DATA TO PROCESS>
· · · ·

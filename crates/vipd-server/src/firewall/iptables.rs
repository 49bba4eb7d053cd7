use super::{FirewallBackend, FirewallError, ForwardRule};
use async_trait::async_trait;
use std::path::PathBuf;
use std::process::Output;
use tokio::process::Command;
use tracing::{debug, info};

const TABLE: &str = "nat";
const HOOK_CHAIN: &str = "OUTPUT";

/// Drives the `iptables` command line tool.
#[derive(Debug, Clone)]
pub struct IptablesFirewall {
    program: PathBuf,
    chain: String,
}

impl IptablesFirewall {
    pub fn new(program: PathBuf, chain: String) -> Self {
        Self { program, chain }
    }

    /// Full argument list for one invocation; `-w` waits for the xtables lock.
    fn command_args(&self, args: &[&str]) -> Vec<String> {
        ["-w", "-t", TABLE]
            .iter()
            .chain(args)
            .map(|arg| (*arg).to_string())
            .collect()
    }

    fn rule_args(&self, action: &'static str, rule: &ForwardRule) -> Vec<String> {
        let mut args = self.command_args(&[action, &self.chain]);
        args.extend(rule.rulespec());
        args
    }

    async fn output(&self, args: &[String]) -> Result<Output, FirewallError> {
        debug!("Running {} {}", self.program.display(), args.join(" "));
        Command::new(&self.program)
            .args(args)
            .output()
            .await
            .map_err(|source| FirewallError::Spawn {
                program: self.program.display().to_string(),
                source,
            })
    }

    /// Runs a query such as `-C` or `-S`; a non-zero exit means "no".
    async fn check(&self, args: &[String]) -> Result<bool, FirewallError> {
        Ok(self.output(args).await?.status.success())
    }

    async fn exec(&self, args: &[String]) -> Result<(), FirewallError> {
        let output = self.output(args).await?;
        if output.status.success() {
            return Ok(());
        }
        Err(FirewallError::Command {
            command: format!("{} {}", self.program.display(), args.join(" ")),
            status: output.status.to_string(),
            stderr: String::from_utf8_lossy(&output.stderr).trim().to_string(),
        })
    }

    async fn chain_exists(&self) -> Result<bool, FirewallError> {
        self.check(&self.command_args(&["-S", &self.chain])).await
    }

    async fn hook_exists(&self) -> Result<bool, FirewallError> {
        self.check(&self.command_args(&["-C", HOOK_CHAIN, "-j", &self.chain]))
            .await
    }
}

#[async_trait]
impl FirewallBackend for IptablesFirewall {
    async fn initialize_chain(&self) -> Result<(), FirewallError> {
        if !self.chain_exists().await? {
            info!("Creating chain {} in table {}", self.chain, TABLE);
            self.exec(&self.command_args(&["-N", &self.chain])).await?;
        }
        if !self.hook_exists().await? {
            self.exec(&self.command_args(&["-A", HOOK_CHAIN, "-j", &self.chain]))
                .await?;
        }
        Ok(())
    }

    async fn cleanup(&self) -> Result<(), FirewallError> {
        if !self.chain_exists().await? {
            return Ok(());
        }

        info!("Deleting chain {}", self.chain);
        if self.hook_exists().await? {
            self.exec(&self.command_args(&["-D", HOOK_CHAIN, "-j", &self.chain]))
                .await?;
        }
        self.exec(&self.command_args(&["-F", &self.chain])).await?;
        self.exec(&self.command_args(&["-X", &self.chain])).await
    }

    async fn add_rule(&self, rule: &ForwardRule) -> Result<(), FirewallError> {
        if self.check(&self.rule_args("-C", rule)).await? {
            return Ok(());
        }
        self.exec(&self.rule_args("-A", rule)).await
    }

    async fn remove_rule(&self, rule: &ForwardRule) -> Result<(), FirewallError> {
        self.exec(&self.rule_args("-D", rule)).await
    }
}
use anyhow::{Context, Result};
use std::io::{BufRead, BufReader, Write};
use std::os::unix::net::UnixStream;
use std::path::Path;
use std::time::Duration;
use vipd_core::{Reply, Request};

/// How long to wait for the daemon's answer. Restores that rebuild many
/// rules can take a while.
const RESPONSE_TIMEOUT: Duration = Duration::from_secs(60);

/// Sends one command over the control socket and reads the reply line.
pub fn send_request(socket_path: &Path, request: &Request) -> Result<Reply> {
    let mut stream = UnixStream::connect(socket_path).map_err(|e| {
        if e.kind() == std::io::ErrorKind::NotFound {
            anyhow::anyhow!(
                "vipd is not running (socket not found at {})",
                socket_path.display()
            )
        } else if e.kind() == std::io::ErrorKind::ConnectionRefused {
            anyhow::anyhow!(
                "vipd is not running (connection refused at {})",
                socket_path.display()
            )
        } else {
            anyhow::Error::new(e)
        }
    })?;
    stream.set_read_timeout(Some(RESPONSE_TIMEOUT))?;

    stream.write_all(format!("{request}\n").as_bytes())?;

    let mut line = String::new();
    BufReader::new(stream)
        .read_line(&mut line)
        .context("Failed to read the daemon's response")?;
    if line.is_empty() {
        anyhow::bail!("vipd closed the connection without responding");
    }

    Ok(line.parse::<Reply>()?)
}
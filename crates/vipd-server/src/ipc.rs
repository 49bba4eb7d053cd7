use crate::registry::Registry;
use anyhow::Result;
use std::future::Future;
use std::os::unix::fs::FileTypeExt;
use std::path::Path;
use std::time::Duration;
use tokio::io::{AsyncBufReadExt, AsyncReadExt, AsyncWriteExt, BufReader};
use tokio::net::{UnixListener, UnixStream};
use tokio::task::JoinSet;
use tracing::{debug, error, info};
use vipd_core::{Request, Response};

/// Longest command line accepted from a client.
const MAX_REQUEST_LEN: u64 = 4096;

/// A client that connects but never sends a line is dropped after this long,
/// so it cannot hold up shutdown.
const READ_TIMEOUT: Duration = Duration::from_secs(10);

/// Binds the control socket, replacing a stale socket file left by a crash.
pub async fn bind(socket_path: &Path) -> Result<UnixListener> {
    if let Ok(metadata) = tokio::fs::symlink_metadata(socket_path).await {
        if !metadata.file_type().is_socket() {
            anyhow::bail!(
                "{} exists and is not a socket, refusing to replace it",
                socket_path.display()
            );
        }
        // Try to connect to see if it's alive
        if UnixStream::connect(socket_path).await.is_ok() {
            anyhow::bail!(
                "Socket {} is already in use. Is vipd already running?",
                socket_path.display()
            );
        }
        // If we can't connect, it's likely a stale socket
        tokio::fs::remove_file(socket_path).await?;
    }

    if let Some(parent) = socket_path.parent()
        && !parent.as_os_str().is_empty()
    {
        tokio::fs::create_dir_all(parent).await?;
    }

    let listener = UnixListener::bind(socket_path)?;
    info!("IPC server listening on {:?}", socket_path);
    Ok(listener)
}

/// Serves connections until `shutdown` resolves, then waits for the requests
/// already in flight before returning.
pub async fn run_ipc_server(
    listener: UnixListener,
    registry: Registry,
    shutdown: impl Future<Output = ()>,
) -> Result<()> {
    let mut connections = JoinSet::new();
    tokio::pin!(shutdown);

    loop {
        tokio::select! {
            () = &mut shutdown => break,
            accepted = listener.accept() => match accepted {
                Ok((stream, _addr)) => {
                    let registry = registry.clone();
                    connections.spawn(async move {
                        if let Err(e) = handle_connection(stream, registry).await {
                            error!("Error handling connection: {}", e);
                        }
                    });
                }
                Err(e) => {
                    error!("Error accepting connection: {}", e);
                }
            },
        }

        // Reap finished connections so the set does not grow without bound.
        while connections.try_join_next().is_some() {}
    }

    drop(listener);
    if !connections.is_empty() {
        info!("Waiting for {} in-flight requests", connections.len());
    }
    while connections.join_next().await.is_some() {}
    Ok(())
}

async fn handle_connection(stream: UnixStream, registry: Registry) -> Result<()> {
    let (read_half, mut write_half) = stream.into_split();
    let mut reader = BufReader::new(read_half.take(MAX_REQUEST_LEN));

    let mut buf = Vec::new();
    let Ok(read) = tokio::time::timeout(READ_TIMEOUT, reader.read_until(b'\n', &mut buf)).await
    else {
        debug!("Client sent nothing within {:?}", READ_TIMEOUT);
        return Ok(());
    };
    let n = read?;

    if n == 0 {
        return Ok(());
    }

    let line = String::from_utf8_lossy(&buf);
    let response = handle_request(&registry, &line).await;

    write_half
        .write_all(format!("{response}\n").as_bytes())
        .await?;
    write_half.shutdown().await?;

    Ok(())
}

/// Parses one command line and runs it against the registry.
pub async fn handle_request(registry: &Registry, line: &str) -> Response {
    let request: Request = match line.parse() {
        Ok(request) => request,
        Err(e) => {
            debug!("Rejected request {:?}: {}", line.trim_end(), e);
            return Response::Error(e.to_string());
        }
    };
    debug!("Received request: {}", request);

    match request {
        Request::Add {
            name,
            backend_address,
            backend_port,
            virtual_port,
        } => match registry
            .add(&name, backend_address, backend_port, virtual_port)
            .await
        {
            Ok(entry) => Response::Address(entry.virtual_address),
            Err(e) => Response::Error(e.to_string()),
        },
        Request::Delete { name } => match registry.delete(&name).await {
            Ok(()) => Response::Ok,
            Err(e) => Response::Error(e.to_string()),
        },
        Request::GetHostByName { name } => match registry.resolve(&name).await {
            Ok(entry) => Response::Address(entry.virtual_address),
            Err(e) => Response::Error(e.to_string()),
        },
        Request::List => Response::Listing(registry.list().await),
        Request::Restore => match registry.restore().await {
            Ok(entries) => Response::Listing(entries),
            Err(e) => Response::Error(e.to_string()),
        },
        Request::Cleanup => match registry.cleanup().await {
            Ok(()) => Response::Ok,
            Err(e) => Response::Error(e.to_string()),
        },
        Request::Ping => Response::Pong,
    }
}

· · · ·

EXERCISE DETAILS>
All lines holding the word "daemon" must be found in the listing and copied.

COMPLETED TASK>
/// How long to wait for the daemon's answer. Restores that rebuild many
        .context("Failed to read the daemon's response")?;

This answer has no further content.